Nouveau groupe djihadiste au Tadjikistan
David GAÜZERE

Il y a du nouveau depuis le 20 juillet dans la djihadosphère tadjikophone avec l’apparition d’un nouveau mouvement, le Tehrik-e Taliban Tadjikistan (TTT), le Mouvement des talibans du Tadjikistan[1].
On sait encore peu de choses sur ce nouveau mouvement, sans doute une scission au sein d’Ansaroullah, groupe qui avait retourné sa veste et prêté allégeance aux talibans au cours de l’été 2021 après leur victoire en Afghanistan. Certains de ses membres auraient mal supporté ce retournement et auraient fondé le TTT pour rester sous la férule de l’Organisation État islamique-Khorasan (OEI-K). Ainsi, contrairement à son nom, le TTT n’est pas inféodé aux talibans afghans, mais à l’OEI-K.
Toujours est-il que l’on peut envisager deux conséquences à la suite de la création de ce nouveau mouvement, outre la vision d’une société tadjike de plus en plus jeune et radicalisée et un pouvoir politique local toujours plus fragile, chancelant et recroquevillé sur lui-même :
– Ansaroullah et le TTT partagent désormais le même objectif de prise du pouvoir au Tadjikistan. Mais nul ne peut dire aujourd’hui qui des islamistes radicaux « républicains » ou « califaux » l’emportera[2]. La pression exercée par l’extension au Tadjikistan du conflit en cours dans le Nord afghan n’a en tout cas, jamais été aussi forte ;
– la montée en puissance des deux mouvements radicaux sur la scène tadjike va conduire le Président tadjik Emomali Rakhmon et son fils Roustam, l’héritier désigné, à renforcer encore davantage leur alliance avec le Front national de libération de l’Afghanistan (FNLA) du fils Massoud – si besoin avec une aide paradoxalement convergente de la Russie et des Etats-Unis – et à mettre en place très vite un nouveau front dans le nord de l’Afghanistan.

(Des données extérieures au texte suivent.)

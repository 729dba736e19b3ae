use crate::ecs::world::World;
use crate::engine::config;

/// Expand active shockwaves each tick. Cleanup handles despawn via lifetime.
pub fn run(world: &mut World) {
    for idx in world.alive_entities() {
        if let Some(ref mut sw) = world.shockwaves[idx]
            && sw.radius < sw.max_radius
        {
            sw.radius += sw.expansion_rate * config::DT;
            if sw.radius > sw.max_radius {
                sw.radius = sw.max_radius;
            }
        }
    }
}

Ces deux forces tadjikes, tant en Afghanistan qu’au Tadjikistan, ont tout intérêt à se coaliser pour affaiblir l’hydre djihadiste, surtout au moment où cette dernière se renforce. Un nouveau front, du type de celui de l’Alliance du Nord, entre le FNLA et les « seigneurs de guerre » afghans (Dostom, Nour Atta, Mohaqiq, etc.), n’est plus à exclure pour ces prochains jours, d’autant plus que les foyers d’insurrection armée se multiplient depuis mai dernier dans les zones non pachtounes du Nord afghan.
Par ailleurs, il faudra surveiller les interactions entre toutes ces forces en territoire pamiri (Wakhan afghan et Haut-Badakhchan tadjik), car toutes auront besoin de ce territoire comme zone de repli ou de passage, mais ne pourront agir sans développer des liens de solidarité avec les groupes autonomistes pamiris et le Parti de la Renaissance islamiste du Tadjikistan. Or, les Pamiris, ismaéliens, abhorrent les radicaux.

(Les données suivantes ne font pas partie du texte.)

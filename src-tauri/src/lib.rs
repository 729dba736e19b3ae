pub mod campaign;
pub mod commands;
pub mod ecs;
pub mod engine;
pub mod events;
pub mod persistence;
pub mod state;
pub mod systems;

use tauri::Manager;

pub fn run() {
    tauri::Builder::default()
        .invoke_handler(tauri::generate_handler![
            commands::ping,
            commands::tactical::launch_interceptor,
            commands::tactical::predict_arc,
            commands::campaign::start_wave,
            commands::campaign::continue_to_strategic,
            commands::campaign::expand_region,
            commands::campaign::place_battery,
            commands::campaign::restock_all_batteries,
            commands::campaign::repair_city,
            commands::campaign::unlock_interceptor,
            commands::campaign::upgrade_interceptor,
            commands::campaign::get_campaign_state,
            commands::campaign::new_game,
            commands::campaign::return_to_main_menu,
            commands::persistence::save_game,
            commands::persistence::load_game,
            commands::persistence::list_saves,
            commands::persistence::delete_save,
        ])
        .setup(|app| {
            // Start game loop on background thread
            let game_engine = engine::game_loop::start(app.handle().clone());
            app.manage(game_engine);

            #[cfg(debug_assertions)]
            {
                let window = app.get_webview_window("main").unwrap();
                window.open_devtools();
            }
            Ok(())
        })
        .run(tauri::generate_context!())
        .expect("error while running tauri application");
}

[1] https://www.ng.ru/kartblansh/2022-07-20/3_8491_kb.html
[2] Cf. David Gaüzere, « Les filiales centrasiatiques de l’Organisation Etat islamique-Khorasan », Bulletin de documentation n°31, CF2R, juin 2022 (https://cf2r.org/documentation/les-filiales-centrasiatiques-de-lorganisation-etat-islamique-khorasan/).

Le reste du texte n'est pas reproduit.